▸ WORK INSTRUCTION:
Would you write out the entries below, every one of them, exactly?
*** SUPPLIED RECORDS
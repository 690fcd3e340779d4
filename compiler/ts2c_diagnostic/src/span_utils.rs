//! Line and column lookup for spans.
//!
//! For repeated lookups on the same source, [`LineOffsetTable`] pre-computes
//! line starts so each lookup is a binary search.

/// Pre-computed line offset table.
///
/// # Example
///
/// ```
/// use ts2c_diagnostic::span_utils::LineOffsetTable;
///
/// let source = "let a;\nlet b;";
/// let table = LineOffsetTable::build(source);
///
/// assert_eq!(table.offset_to_line_col(source, 0), (1, 1));
/// assert_eq!(table.offset_to_line_col(source, 11), (2, 5));
/// ```
#[derive(Clone, Debug, Default)]
pub struct LineOffsetTable {
    /// Byte offset of each line start; `offsets[0]` is always 0.
    offsets: Vec<u32>,
}

impl LineOffsetTable {
    pub fn build(source: &str) -> Self {
        let mut offsets = vec![0u32];
        for (i, byte) in source.bytes().enumerate() {
            if byte == b'\n' {
                offsets.push(u32::try_from(i + 1).unwrap_or(u32::MAX));
            }
        }
        LineOffsetTable { offsets }
    }

    /// 1-based line containing `offset`.
    #[inline]
    pub fn line_from_offset(&self, offset: u32) -> u32 {
        let line_idx = match self.offsets.binary_search(&offset) {
            Ok(exact) => exact,
            Err(insert) => insert.saturating_sub(1),
        };
        u32::try_from(line_idx).unwrap_or(u32::MAX).saturating_add(1)
    }

    /// 1-based (line, column). Columns count characters, not bytes.
    pub fn offset_to_line_col(&self, source: &str, offset: u32) -> (u32, u32) {
        let line = self.line_from_offset(offset);
        let line_start = self.line_start(line);
        let end = (offset as usize).min(source.len()).max(line_start);
        let col = source
            .get(line_start..end)
            .map_or(0, |text| text.chars().count());
        (line, u32::try_from(col).unwrap_or(u32::MAX).saturating_add(1))
    }

    /// Text of a 1-based line, without its trailing newline. Empty for a
    /// line past the end of the source.
    pub fn line_text<'s>(&self, source: &'s str, line: u32) -> &'s str {
        if line == 0 || line as usize > self.offsets.len() {
            return "";
        }
        let start = self.line_start(line).min(source.len());
        let end = self
            .offsets
            .get(line as usize)
            .map_or(source.len(), |&next| (next as usize).saturating_sub(1))
            .clamp(start, source.len());
        source.get(start..end).unwrap_or("").trim_end_matches('\r')
    }

    pub fn line_count(&self) -> usize {
        self.offsets.len()
    }

    fn line_start(&self, line: u32) -> usize {
        let idx = (line as usize).saturating_sub(1);
        self.offsets.get(idx).copied().unwrap_or(0) as usize
    }
}

#[cfg(test)]
mod tests {
    use super::*;

    #[test]
    fn test_line_from_offset() {
        let table = LineOffsetTable::build("ab\ncd\n\nef");
        assert_eq!(table.line_from_offset(0), 1);
        assert_eq!(table.line_from_offset(2), 1);
        assert_eq!(table.line_from_offset(3), 2);
        assert_eq!(table.line_from_offset(6), 3);
        assert_eq!(table.line_from_offset(7), 4);
        assert_eq!(table.line_count(), 4);
    }

    #[test]
    fn test_columns_count_chars() {
        let source = "s = \"é\"; x";
        let table = LineOffsetTable::build(source);
        let x = u32::try_from(source.find('x').unwrap_or(0)).unwrap_or(0);
        assert_eq!(table.offset_to_line_col(source, x), (1, 10));
    }

    #[test]
    fn test_line_text() {
        let source = "first\r\nsecond\nthird";
        let table = LineOffsetTable::build(source);
        assert_eq!(table.line_text(source, 1), "first");
        assert_eq!(table.line_text(source, 2), "second");
        assert_eq!(table.line_text(source, 3), "third");
        assert_eq!(table.line_text(source, 0), "");
        assert_eq!(table.line_text(source, 4), "");
        assert_eq!(table.line_text(source, 9), "");
    }
}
******
▸ RESULT OF THIS TASK:
repository 690fcd3e340779d4
filename compiler/ts2c_diagnostic/src/span_utils.rs
//! Line and column lookup for spans.
//!
//! For repeated lookups on the same source, [`LineOffsetTable`] pre-computes
//! line starts so each lookup is a binary search.

/// Pre-computed line offset table.
///
/// # Example
///
/// ```
/// use ts2c_diagnostic::span_utils::LineOffsetTable;
///
/// let source = "let a;\nlet b;";
/// let table = LineOffsetTable::build(source);
///
/// assert_eq!(table.offset_to_line_col(source, 0), (1, 1));
/// assert_eq!(table.offset_to_line_col(source, 11), (2, 5));
/// ```
#[derive(Clone, Debug, Default)]
pub struct LineOffsetTable {
    /// Byte offset of each line start; `offsets[0]` is always 0.
    offsets: Vec<u32>,
}

impl LineOffsetTable {
    pub fn build(source: &str) -> Self {
        let mut offsets = vec![0u32];
        for (i, byte) in source.bytes().enumerate() {
            if byte == b'\n' {
                offsets.push(u32::try_from(i + 1).unwrap_or(u32::MAX));
            }
        }
        LineOffsetTable { offsets }
    }

    /// 1-based line containing `offset`.
    #[inline]
    pub fn line_from_offset(&self, offset: u32) -> u32 {
        let line_idx = match self.offsets.binary_search(&offset) {
            Ok(exact) => exact,
            Err(insert) => insert.saturating_sub(1),
        };
        u32::try_from(line_idx).unwrap_or(u32::MAX).saturating_add(1)
    }

    /// 1-based (line, column). Columns count characters, not bytes.
    pub fn offset_to_line_col(&self, source: &str, offset: u32) -> (u32, u32) {
        let line = self.line_from_offset(offset);
        let line_start = self.line_start(line);
        let end = (offset as usize).min(source.len()).max(line_start);
        let col = source
            .get(line_start..end)
            .map_or(0, |text| text.chars().count());
        (line, u32::try_from(col).unwrap_or(u32::MAX).saturating_add(1))
    }

    /// Text of a 1-based line, without its trailing newline. Empty for a
    /// line past the end of the source.
    pub fn line_text<'s>(&self, source: &'s str, line: u32) -> &'s str {
        if line == 0 || line as usize > self.offsets.len() {
            return "";
        }
        let start = self.line_start(line).min(source.len());
        let end = self
            .offsets
            .get(line as usize)
            .map_or(source.len(), |&next| (next as usize).saturating_sub(1))
            .clamp(start, source.len());
        source.get(start..end).unwrap_or("").trim_end_matches('\r')
    }

    pub fn line_count(&self) -> usize {
        self.offsets.len()
    }

    fn line_start(&self, line: u32) -> usize {
        let idx = (line as usize).saturating_sub(1);
        self.offsets.get(idx).copied().unwrap_or(0) as usize
    }
}

#[cfg(test)]
mod tests {
    use super::*;

    #[test]
    fn test_line_from_offset() {
        let table = LineOffsetTable::build("ab\ncd\n\nef");
        assert_eq!(table.line_from_offset(0), 1);
        assert_eq!(table.line_from_offset(2), 1);
        assert_eq!(table.line_from_offset(3), 2);
        assert_eq!(table.line_from_offset(6), 3);
        assert_eq!(table.line_from_offset(7), 4);
        assert_eq!(table.line_count(), 4);
    }

    #[test]
    fn test_columns_count_chars() {
        let source = "s = \"é\"; x";
        let table = LineOffsetTable::build(source);
        let x = u32::try_from(source.find('x').unwrap_or(0)).unwrap_or(0);
        assert_eq!(table.offset_to_line_col(source, x), (1, 10));
    }

    #[test]
    fn test_line_text() {
        let source = "first\r\nsecond\nthird";
        let table = LineOffsetTable::build(source);
        assert_eq!(table.line_text(source, 1), "first");
        assert_eq!(table.line_text(source, 2), "second");
        assert_eq!(table.line_text(source, 3), "third");
        assert_eq!(table.line_text(source, 0), "");
        assert_eq!(table.line_text(source, 4), "");
        assert_eq!(table.line_text(source, 9), "");
    }
}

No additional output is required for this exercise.